TASK GOAL:
All lines holding the string "HttpHeaderBuilder" should be copied from the data below.

Stored data
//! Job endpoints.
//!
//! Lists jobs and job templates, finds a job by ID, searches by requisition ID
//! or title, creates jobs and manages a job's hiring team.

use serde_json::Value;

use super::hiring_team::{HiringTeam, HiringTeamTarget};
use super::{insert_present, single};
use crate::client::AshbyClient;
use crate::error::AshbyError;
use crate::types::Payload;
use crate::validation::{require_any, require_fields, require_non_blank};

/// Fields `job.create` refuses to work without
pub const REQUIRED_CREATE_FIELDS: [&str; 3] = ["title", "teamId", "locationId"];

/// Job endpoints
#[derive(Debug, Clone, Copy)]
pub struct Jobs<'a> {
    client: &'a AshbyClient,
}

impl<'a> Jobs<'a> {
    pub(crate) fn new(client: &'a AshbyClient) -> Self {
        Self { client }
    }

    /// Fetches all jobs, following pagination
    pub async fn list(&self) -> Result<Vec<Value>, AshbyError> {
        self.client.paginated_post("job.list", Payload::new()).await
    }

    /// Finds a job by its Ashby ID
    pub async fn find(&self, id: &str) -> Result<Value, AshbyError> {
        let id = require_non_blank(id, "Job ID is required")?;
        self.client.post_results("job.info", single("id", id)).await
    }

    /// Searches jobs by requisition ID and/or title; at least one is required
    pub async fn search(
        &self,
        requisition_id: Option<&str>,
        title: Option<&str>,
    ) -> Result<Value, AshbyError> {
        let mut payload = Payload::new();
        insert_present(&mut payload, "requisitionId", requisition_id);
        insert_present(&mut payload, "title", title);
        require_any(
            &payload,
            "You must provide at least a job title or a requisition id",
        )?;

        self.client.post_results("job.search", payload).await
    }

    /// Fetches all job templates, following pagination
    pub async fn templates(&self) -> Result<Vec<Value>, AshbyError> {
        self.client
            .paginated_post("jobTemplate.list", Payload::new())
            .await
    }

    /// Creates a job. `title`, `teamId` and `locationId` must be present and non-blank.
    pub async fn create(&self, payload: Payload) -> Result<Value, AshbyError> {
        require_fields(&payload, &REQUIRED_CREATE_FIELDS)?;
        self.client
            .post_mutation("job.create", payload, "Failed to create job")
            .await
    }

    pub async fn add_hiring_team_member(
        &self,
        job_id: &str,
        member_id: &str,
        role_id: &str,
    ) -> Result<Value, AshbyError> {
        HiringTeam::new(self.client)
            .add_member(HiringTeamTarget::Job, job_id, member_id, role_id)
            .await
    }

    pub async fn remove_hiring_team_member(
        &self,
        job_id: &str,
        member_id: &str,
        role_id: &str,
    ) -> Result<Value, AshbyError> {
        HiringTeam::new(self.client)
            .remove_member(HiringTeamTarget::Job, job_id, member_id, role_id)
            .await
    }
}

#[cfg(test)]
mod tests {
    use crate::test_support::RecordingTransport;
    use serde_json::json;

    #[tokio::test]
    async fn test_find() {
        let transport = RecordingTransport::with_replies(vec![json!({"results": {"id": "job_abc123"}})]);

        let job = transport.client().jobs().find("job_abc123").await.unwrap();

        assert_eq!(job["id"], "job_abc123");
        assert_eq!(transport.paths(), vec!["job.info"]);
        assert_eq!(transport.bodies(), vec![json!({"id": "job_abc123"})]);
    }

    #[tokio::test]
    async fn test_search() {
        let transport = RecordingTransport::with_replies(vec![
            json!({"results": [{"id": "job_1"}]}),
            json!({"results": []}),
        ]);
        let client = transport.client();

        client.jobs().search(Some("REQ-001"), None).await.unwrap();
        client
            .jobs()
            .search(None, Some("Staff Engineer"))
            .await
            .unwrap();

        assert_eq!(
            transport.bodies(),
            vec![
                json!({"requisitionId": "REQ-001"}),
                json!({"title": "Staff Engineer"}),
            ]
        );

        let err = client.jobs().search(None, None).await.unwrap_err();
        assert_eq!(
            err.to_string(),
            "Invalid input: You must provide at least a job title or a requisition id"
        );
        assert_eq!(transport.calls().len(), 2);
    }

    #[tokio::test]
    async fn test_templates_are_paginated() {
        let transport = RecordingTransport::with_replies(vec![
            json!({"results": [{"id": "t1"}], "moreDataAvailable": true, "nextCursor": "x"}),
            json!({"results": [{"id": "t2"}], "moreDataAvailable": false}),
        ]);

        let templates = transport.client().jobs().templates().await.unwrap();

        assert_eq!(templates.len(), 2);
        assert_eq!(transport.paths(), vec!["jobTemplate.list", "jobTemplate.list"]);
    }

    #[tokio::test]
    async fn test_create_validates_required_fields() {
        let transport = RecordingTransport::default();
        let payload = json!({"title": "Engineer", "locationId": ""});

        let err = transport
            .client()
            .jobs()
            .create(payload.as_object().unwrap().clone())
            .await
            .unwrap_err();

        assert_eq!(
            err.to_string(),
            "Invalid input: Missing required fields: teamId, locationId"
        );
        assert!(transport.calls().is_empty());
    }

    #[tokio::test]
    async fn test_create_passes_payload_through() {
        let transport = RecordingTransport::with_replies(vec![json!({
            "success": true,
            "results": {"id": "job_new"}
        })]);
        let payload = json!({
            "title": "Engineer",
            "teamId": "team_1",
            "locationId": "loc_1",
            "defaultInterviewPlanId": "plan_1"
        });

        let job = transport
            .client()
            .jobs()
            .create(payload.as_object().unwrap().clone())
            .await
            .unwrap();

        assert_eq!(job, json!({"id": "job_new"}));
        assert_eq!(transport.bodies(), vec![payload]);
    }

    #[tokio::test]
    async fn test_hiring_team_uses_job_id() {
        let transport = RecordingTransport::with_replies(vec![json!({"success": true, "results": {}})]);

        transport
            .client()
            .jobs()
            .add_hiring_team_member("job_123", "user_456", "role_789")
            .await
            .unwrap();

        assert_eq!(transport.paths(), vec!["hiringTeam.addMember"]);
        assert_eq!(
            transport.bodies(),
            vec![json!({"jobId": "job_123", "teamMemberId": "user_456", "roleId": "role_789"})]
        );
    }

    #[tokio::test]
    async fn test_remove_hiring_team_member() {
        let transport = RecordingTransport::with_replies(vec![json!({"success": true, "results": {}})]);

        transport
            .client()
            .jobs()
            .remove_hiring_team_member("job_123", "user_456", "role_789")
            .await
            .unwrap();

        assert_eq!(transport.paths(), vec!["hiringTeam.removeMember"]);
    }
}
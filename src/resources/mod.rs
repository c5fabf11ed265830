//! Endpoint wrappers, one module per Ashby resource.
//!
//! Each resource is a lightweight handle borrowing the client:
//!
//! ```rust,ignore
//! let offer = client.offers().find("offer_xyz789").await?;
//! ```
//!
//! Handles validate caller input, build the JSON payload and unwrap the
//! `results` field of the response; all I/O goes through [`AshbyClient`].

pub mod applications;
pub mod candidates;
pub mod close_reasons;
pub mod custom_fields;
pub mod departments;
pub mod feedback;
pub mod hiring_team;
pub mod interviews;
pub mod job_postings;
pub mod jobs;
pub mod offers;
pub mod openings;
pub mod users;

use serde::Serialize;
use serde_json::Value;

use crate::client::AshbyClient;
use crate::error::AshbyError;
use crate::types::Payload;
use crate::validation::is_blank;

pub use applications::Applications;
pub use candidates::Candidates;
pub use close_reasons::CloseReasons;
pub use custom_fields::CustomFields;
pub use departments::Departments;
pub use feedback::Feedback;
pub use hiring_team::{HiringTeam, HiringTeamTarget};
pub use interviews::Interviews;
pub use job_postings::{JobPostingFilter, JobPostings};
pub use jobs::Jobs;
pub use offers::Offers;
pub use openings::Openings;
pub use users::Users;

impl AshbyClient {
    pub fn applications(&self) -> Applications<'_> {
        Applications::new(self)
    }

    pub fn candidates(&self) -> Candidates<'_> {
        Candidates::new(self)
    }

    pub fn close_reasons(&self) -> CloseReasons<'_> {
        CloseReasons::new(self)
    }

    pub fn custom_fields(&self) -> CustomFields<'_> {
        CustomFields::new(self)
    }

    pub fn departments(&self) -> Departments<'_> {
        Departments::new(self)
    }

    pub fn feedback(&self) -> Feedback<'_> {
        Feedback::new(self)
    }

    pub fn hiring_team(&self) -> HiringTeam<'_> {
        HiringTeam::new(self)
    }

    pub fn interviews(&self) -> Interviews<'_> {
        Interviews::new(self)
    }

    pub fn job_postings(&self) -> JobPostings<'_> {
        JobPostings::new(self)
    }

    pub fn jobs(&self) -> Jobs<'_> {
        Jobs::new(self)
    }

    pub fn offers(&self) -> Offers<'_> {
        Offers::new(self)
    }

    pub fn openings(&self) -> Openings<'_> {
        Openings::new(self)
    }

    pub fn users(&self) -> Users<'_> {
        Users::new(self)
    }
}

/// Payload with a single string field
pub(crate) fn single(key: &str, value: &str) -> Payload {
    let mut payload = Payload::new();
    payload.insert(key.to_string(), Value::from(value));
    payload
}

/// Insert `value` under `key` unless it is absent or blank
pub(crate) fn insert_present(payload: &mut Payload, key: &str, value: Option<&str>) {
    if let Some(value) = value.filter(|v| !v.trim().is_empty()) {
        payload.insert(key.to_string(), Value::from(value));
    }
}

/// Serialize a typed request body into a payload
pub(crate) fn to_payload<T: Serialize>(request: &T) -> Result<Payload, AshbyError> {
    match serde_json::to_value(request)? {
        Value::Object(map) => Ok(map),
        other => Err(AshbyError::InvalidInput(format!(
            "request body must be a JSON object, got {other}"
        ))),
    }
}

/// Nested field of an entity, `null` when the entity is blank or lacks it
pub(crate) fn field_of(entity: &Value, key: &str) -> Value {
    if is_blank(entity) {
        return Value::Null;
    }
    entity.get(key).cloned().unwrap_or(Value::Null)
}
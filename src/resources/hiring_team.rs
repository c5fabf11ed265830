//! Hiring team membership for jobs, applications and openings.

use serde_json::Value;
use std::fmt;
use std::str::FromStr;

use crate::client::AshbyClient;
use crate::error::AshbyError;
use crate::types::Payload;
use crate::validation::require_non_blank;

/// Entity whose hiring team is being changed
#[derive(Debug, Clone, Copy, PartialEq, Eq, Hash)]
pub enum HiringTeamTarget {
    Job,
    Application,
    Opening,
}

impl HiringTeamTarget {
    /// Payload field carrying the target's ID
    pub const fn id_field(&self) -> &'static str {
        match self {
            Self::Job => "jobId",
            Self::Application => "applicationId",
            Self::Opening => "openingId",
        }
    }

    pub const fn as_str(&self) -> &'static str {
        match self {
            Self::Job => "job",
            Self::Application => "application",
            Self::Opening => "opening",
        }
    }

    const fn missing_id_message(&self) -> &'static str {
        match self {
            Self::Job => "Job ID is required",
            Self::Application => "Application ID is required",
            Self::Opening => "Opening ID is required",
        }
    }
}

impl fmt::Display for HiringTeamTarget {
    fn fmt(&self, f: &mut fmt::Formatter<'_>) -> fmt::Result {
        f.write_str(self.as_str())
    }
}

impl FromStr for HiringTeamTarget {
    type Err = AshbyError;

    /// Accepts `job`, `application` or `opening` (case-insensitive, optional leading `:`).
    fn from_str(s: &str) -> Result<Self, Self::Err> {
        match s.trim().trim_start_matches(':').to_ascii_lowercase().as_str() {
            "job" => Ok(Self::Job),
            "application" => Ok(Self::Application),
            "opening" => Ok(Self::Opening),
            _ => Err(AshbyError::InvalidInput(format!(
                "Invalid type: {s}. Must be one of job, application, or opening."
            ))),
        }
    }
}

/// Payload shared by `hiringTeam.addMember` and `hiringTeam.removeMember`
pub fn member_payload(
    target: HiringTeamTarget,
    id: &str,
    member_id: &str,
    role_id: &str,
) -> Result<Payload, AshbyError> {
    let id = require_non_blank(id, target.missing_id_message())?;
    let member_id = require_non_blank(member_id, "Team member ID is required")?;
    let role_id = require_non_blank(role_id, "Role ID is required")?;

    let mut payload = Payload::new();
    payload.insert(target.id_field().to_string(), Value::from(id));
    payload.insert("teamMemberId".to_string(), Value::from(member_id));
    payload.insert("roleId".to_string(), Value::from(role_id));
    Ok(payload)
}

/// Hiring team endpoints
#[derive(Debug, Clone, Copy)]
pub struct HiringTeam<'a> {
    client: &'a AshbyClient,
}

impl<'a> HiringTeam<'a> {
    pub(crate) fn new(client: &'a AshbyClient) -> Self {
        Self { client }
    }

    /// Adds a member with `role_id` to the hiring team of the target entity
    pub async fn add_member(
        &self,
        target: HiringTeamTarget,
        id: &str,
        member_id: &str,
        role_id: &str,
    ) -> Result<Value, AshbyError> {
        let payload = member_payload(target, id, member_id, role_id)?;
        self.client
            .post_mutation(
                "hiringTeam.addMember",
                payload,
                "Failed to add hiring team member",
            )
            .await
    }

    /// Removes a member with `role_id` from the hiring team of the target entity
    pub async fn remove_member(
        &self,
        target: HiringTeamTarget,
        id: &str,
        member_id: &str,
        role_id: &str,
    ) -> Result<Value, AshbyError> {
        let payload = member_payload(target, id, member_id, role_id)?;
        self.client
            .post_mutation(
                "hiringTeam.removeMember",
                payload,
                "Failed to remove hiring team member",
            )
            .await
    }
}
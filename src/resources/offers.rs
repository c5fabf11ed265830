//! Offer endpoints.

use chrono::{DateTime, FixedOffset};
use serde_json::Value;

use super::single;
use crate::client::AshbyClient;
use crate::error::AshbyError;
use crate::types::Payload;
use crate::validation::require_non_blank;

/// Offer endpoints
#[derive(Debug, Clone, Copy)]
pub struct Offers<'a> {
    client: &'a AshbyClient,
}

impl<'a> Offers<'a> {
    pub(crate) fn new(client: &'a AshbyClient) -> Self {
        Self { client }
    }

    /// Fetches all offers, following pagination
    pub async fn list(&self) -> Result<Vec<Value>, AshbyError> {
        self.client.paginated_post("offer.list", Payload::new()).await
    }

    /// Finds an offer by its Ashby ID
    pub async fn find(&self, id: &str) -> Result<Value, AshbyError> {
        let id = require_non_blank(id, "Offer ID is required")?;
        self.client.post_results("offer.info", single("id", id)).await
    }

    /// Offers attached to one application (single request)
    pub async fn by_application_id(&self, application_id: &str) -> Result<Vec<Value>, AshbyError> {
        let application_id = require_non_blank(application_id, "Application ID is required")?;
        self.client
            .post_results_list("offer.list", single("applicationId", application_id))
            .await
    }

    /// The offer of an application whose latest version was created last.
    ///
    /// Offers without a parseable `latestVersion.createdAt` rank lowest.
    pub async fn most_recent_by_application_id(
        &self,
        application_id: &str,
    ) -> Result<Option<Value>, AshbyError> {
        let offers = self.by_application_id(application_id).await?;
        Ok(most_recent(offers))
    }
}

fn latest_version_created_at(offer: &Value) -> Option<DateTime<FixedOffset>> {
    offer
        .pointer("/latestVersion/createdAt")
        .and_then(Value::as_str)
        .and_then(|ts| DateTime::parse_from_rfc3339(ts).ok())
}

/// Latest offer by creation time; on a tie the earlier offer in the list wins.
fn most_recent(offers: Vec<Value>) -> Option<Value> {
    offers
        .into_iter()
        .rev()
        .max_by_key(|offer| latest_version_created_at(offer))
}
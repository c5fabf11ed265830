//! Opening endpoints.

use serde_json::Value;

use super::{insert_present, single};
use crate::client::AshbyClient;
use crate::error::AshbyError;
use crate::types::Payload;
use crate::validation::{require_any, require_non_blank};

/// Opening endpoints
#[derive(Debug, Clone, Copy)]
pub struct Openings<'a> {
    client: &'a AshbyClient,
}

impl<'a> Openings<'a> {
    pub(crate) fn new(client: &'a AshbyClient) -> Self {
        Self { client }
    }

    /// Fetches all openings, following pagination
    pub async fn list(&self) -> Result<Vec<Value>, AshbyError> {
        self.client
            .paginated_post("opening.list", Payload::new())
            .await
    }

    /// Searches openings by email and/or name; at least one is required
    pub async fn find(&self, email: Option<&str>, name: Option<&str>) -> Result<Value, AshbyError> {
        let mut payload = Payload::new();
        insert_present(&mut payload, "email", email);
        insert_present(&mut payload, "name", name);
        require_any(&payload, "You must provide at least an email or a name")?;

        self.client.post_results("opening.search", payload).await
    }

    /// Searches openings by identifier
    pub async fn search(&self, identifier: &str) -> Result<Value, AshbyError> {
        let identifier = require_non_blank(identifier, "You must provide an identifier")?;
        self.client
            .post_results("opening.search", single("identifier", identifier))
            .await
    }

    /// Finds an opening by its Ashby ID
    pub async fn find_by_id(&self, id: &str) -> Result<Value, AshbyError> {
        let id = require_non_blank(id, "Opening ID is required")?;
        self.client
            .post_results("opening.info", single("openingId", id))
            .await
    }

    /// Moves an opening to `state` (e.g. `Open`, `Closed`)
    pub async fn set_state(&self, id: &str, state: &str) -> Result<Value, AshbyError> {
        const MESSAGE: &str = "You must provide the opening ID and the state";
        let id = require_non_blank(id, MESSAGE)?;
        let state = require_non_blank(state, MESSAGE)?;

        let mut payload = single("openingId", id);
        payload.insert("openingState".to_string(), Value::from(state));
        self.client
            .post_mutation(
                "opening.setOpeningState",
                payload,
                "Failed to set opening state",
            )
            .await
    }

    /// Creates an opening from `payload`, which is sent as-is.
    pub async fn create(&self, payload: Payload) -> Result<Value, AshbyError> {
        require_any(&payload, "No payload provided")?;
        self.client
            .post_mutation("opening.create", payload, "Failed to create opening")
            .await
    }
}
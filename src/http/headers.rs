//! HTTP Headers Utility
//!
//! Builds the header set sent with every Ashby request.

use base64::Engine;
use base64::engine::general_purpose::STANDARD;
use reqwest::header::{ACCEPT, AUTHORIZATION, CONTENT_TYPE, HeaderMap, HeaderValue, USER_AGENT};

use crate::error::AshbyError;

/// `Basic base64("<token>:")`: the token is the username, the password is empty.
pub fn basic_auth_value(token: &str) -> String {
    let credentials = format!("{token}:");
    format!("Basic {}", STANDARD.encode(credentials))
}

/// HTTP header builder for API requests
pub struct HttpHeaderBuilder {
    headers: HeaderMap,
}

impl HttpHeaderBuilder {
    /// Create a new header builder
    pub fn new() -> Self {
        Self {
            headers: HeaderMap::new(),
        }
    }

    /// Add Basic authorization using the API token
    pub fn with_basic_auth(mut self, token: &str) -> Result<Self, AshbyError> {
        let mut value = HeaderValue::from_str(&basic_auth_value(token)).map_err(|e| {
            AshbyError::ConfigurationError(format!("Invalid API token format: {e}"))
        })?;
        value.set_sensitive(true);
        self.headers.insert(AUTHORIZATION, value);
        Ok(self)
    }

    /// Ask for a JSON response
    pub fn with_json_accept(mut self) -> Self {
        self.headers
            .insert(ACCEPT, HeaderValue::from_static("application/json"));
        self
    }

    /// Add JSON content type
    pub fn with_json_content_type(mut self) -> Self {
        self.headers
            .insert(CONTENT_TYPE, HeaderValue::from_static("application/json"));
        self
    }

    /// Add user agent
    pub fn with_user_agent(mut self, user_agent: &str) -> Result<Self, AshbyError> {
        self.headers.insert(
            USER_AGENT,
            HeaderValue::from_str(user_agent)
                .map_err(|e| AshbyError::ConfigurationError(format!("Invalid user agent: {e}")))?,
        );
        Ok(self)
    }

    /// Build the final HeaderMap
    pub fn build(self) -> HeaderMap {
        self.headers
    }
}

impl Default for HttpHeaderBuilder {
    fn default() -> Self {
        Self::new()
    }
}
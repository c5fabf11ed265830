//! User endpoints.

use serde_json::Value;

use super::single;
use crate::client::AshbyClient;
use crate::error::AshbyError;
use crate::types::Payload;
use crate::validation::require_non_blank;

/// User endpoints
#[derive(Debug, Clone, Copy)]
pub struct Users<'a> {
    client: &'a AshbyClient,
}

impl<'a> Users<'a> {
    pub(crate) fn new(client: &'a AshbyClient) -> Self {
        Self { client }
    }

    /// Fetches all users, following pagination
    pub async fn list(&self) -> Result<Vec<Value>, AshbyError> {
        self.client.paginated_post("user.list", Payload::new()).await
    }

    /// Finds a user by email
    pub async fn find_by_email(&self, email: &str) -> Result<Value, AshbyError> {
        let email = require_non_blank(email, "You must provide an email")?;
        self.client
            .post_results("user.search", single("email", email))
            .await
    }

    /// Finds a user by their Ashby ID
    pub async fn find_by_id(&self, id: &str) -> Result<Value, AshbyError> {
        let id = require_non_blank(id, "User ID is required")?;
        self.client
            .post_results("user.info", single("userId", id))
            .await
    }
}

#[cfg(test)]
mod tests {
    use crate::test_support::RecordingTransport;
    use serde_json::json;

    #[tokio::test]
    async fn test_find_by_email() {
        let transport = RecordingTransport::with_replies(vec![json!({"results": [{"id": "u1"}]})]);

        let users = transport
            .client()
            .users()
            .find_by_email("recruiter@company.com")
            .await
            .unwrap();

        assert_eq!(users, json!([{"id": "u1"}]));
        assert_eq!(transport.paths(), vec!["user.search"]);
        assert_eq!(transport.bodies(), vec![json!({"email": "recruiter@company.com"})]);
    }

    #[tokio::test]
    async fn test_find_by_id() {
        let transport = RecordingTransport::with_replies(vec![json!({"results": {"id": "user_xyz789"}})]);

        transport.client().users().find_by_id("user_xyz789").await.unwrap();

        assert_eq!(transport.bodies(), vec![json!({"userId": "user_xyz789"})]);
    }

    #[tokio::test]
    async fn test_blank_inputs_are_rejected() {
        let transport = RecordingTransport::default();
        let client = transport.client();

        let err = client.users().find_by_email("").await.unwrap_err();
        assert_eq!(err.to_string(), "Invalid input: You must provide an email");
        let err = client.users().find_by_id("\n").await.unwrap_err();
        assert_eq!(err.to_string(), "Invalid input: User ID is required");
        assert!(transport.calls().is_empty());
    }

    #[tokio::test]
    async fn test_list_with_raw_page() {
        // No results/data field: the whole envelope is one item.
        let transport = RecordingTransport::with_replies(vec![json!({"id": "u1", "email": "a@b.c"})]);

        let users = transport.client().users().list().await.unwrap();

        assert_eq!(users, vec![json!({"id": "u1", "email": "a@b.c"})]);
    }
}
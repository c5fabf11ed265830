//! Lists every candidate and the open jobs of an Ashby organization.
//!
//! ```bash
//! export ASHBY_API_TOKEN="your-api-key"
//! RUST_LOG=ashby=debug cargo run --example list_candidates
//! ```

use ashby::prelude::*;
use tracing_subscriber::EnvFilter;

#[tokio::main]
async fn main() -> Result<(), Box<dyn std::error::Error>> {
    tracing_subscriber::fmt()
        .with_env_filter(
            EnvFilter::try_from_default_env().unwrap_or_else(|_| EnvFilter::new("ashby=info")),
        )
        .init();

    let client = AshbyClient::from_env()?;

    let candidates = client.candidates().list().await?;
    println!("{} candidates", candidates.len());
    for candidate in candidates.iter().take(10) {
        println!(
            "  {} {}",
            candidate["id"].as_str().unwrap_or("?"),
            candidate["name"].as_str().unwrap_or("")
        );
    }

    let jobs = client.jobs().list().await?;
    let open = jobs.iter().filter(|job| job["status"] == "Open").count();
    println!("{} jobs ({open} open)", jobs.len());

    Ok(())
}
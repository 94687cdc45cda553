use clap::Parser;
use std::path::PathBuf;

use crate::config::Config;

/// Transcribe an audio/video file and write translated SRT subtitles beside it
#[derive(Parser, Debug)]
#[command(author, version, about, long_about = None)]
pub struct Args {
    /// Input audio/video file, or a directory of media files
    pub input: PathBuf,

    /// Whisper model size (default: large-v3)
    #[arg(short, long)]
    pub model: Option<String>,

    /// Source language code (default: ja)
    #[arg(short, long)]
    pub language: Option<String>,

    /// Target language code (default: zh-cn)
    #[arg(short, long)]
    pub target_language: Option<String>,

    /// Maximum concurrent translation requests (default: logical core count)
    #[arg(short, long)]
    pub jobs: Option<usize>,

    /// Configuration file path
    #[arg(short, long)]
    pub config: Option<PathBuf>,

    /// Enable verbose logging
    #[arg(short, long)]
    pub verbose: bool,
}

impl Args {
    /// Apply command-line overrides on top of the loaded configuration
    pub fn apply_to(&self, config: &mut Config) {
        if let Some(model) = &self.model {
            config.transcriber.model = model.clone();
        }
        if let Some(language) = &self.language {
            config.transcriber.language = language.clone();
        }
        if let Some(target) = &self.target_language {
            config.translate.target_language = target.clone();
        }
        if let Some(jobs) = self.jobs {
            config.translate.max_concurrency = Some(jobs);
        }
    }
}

RESULT:
pub struct HttpHeaderBuilder {
impl HttpHeaderBuilder {
impl Default for HttpHeaderBuilder {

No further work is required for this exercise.